We conclude with our observation that the sentencing judge's finding that
"[t]he [o]fficial [m]isconduct statute applies to this case because the City of New
Brunswick assumed a function that is not traditionally thought of as a
government function—providing parking spaces" and that "[t]raditional
government functions were not implicated in this case" had no role in
determining whether the mandatory minimum term should have been waived.

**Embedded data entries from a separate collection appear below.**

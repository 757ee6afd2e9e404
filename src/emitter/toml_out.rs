//! TOML emitter (`dpp.toml`).

use super::{json_array, BOOTSTRAP_PLUGINS};
use crate::core::CanonicalPlugin;

/// Generate a TOML configuration body.
pub(super) fn generate(plugins: &[CanonicalPlugin]) -> String {
    let mut content = String::from("# Migrated dpp.vim configuration\n\n");

    for repo in BOOTSTRAP_PLUGINS {
        content.push_str(&format!("[[plugins]]\nrepo = \"{repo}\"\n\n"));
    }

    for plugin in plugins {
        content.push_str("[[plugins]]\n");
        content.push_str(&format!("repo = \"{}\"\n", plugin.repo));

        if let Some(commands) = &plugin.options.on_cmd {
            content.push_str(&format!("on_cmd = {}\n", json_array(commands)));
        }
        if let Some(filetypes) = &plugin.options.on_ft {
            content.push_str(&format!("on_ft = {}\n", json_array(filetypes)));
        }

        content.push('\n');
    }

    content
}
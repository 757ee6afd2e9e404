//! # dpp-cli
//!
//! Configuration CLI for [dpp.vim], the dark powered plugin manager.
//!
//! The heart of the crate is the migration engine: it scans a
//! configuration written for another plugin manager (dein, vim-plug,
//! packer), extracts a canonical plugin list with bounded pattern
//! matching, and re-emits it as a loadable dpp.vim configuration in
//! TypeScript, TOML, Lua, or Vimscript.
//!
//! ```bash
//! # Preview a migration from vim-plug
//! dpp migrate --from vim-plug --dry-run
//!
//! # Write a TOML configuration migrated from dein
//! dpp migrate --from dein --format toml
//! ```
//!
//! [dpp.vim]: https://github.com/Shougo/dpp.vim

#![forbid(unsafe_code)]
#![warn(clippy::all, clippy::pedantic)]
// Allow common patterns that are intentional in this codebase
#![allow(clippy::module_name_repetitions)]
#![allow(clippy::must_use_candidate)]
#![allow(clippy::missing_errors_doc)]
#![allow(clippy::missing_const_for_fn)]
#![allow(clippy::doc_markdown)]
#![allow(clippy::uninlined_format_args)]
#![allow(clippy::trivially_copy_pass_by_ref)]

pub mod core;
pub mod emitter;
pub mod extractor;
pub mod migrate;

// Re-export commonly used types
pub use crate::core::{CanonicalPlugin, DppPaths, GlobalConfig, PathEnv, PluginOptions, Profile};
pub use crate::emitter::{generate_config, OutputFormat, BOOTSTRAP_PLUGINS};
pub use crate::extractor::{extract_plugins, Extractor, SourceManager};
pub use crate::migrate::{MigrateError, MigrateOptions, MigrationOutcome, Migrator};

/// Library version
pub const VERSION: &str = env!("CARGO_PKG_VERSION");

/// Application name
pub const APP_NAME: &str = "dpp";
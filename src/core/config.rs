//! Global configuration management for dpp-cli.
//!
//! Handles loading and saving the profile store from a TOML file at
//! `XDG_CONFIG_HOME/dpp-cli/config.toml`. The migration pipeline never
//! reads this; it exists for the `dpp config` surface and for commands
//! that operate on an existing dpp.vim setup.

use std::path::{Path, PathBuf};

use serde::{Deserialize, Serialize};

/// Editor flavor a profile targets.
#[derive(Debug, Clone, Copy, PartialEq, Eq, Serialize, Deserialize)]
#[serde(rename_all = "lowercase")]
pub enum EditorType {
    /// Vim
    Vim,
    /// Neovim
    Nvim,
}

impl EditorType {
    /// Name of the editor's entry-point configuration file.
    pub fn init_file_name(&self) -> &'static str {
        match self {
            Self::Vim => "vimrc",
            Self::Nvim => "init.lua",
        }
    }

    /// Display name.
    pub fn name(&self) -> &'static str {
        match self {
            Self::Vim => "vim",
            Self::Nvim => "nvim",
        }
    }
}

/// A named dpp.vim configuration profile.
#[derive(Debug, Clone, PartialEq, Eq, Serialize, Deserialize)]
pub struct Profile {
    /// Profile name
    pub name: String,

    /// Editor configuration root, e.g. `~/.config/nvim`
    pub config_dir: PathBuf,

    /// Target editor
    pub editor: EditorType,

    /// Main dpp configuration file name, e.g. `dpp.ts`
    pub main_config: String,
}

/// The global configuration file: version plus the profile store.
#[derive(Debug, Clone, Serialize, Deserialize)]
#[serde(default)]
pub struct GlobalConfig {
    /// Config schema version
    pub version: String,

    /// Name of the active profile
    pub active_profile: String,

    /// All known profiles
    pub profiles: Vec<Profile>,
}

impl Default for GlobalConfig {
    fn default() -> Self {
        Self {
            version: crate::VERSION.to_string(),
            active_profile: "default".to_string(),
            profiles: Vec::new(),
        }
    }
}

impl GlobalConfig {
    /// Load the global configuration from the default location.
    ///
    /// A missing file yields the default (empty) configuration.
    pub fn load() -> anyhow::Result<Self> {
        match Self::config_path() {
            Some(path) if path.exists() => Self::load_from_file(&path),
            _ => Ok(Self::default()),
        }
    }

    /// Load configuration from a specific file.
    pub fn load_from_file(path: &Path) -> anyhow::Result<Self> {
        let content = std::fs::read_to_string(path)?;
        let config: Self = toml::from_str(&content)?;
        Ok(config)
    }

    /// Save configuration to the default location.
    pub fn save(&self) -> anyhow::Result<()> {
        let path = Self::config_path()
            .ok_or_else(|| anyhow::anyhow!("Could not determine config directory"))?;
        self.save_to_file(&path)
    }

    /// Save configuration to a specific file.
    pub fn save_to_file(&self, path: &Path) -> anyhow::Result<()> {
        if let Some(parent) = path.parent() {
            std::fs::create_dir_all(parent)?;
        }
        let content = toml::to_string_pretty(self)?;
        std::fs::write(path, content)?;
        Ok(())
    }

    /// Path of the global configuration file.
    pub fn config_path() -> Option<PathBuf> {
        dirs::config_dir().map(|d| d.join("dpp-cli").join("config.toml"))
    }

    /// Look up the active profile, if any.
    pub fn active_profile(&self) -> Option<&Profile> {
        self.profiles.iter().find(|p| p.name == self.active_profile)
    }

    /// Look up a profile by name.
    pub fn profile(&self, name: &str) -> Option<&Profile> {
        self.profiles.iter().find(|p| p.name == name)
    }
}

#[cfg(test)]
mod tests {
    use super::*;

    fn sample_profile() -> Profile {
        Profile {
            name: "default".to_string(),
            config_dir: PathBuf::from("/home/alice/.config/nvim"),
            editor: EditorType::Nvim,
            main_config: "dpp.ts".to_string(),
        }
    }

    #[test]
    fn test_default_config_has_no_profiles() {
        let config = GlobalConfig::default();
        assert_eq!(config.active_profile, "default");
        assert!(config.profiles.is_empty());
        assert!(config.active_profile().is_none());
    }

    #[test]
    fn test_active_profile_lookup() {
        let mut config = GlobalConfig::default();
        config.profiles.push(sample_profile());

        let active = config.active_profile().expect("active profile");
        assert_eq!(active.editor, EditorType::Nvim);
        assert_eq!(active.main_config, "dpp.ts");
    }

    #[test]
    fn test_save_and_load_roundtrip() {
        let dir = tempfile::tempdir().unwrap();
        let path = dir.path().join("dpp-cli").join("config.toml");

        let mut config = GlobalConfig::default();
        config.profiles.push(sample_profile());
        config.save_to_file(&path).unwrap();

        let loaded = GlobalConfig::load_from_file(&path).unwrap();
        assert_eq!(loaded.profiles.len(), 1);
        assert_eq!(loaded.profile("default"), Some(&sample_profile()));
    }

    #[test]
    fn test_editor_init_file_names() {
        assert_eq!(EditorType::Nvim.init_file_name(), "init.lua");
        assert_eq!(EditorType::Vim.init_file_name(), "vimrc");
    }
}
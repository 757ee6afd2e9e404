//! packer.nvim extractor.
//!
//! Scans Lua for `use` declarations. Both the bare string form and the
//! table form (positional repo or explicit `repo = '...'`) are matched,
//! but only the repository identifier is extracted; packer option keys
//! such as `cmd` or `ft` are ignored.

use once_cell::sync::Lazy;
use regex::Regex;

use super::Extractor;
use crate::core::CanonicalPlugin;

static USE_CALL: Lazy<Regex> = Lazy::new(|| {
    Regex::new(r#"use\s*(?:\{[^}]*repo\s*=\s*|\{\s*)?['"]([^'"]+)['"]"#).unwrap()
});

/// Extractor for packer.nvim declarations.
pub struct PackerExtractor;

impl Extractor for PackerExtractor {
    fn name(&self) -> &str {
        "packer"
    }

    fn extract(&self, source: &str) -> Vec<CanonicalPlugin> {
        USE_CALL
            .captures_iter(source)
            .map(|captures| {
                let repo = captures.get(1).map_or("", |m| m.as_str());
                CanonicalPlugin::new(repo)
            })
            .collect()
    }
}

#[cfg(test)]
mod tests {
    use super::*;

    #[test]
    fn test_bare_string_form() {
        let plugins = PackerExtractor.extract("use 'wbthomason/packer.nvim'");

        assert_eq!(plugins.len(), 1);
        assert_eq!(plugins[0].repo, "wbthomason/packer.nvim");
        assert!(plugins[0].options.is_empty());
    }

    #[test]
    fn test_table_form_ignores_options() {
        let plugins = PackerExtractor.extract("use {'owner/x', cmd = 'X'}");

        assert_eq!(plugins.len(), 1);
        assert_eq!(plugins[0].repo, "owner/x");
        assert!(plugins[0].options.is_empty());
    }

    #[test]
    fn test_explicit_repo_key() {
        let plugins = PackerExtractor.extract("use { ft = 'go', repo = 'fatih/vim-go' }");

        assert_eq!(plugins.len(), 1);
        assert_eq!(plugins[0].repo, "fatih/vim-go");
    }

    #[test]
    fn test_plugins_lua_block_in_order() {
        let source = r#"
return require('packer').startup(function(use)
  use 'wbthomason/packer.nvim'
  use {'nvim-telescope/telescope.nvim', cmd = 'Telescope'}
  use 'neovim/nvim-lspconfig'
end)
"#;
        let plugins = PackerExtractor.extract(source);
        let repos: Vec<&str> = plugins.iter().map(|p| p.repo.as_str()).collect();

        assert_eq!(
            repos,
            ["wbthomason/packer.nvim", "nvim-telescope/telescope.nvim", "neovim/nvim-lspconfig"]
        );
    }

    #[test]
    fn test_table_without_repo_string_is_skipped() {
        assert!(PackerExtractor.extract("use { config = setup }").is_empty());
    }
}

The jury found the State proved the elements of the crime of official misconduct,
including that defendants were public servants who knowingly refrained from
reporting thefts from a public authority. Judges do not decide the functions in
which a government may engage. If a public servant "knowingly refrain[s] from
performing a duty which is imposed upon him or her by law or which is clearly
inherent in the nature of the office," and that governmental function is deprived
of a benefit, such as parking fees, Kueny, 411 N.J. Super. at 404, judges must
A-2098-17T3
20
acknowledge such conduct constitutes official misconduct, particularly when
that finding is made by a jury.
We also look askance at the sentencing judge's finding that "but for the
timing of the trial judge's decision to effectively acquit them, [defendants] would
be facing absolutely no penal consequences." The judge's comment disregards
the true facts of the case—the motion granted by the trial judge was made after
the return of the verdict and was appealable by the State, R. 2:3-1(b)(3), and
deprecates our reversal of the trial judge's grant of that motion. The motion, or
the timing of the motion, should not have been considered in determining the
mandatory-minimum reduction.
We, therefore, remand these matters for the imposition of the five-year
period of parole ineligibility required by N.J.S.A. 2C:43-6.5(b). We note the
judgments of conviction were not amended after the sentencing judge issued the
amplification in which he clarified defendants' sentences were not downgraded
for purposes of sentencing. The judgments erroneously provide the sentences
imposed were "in the [third-]degree range[.]" That error should be corrected
when new judgments are prepared.
Reversed and remanded. We do not retain jurisdiction.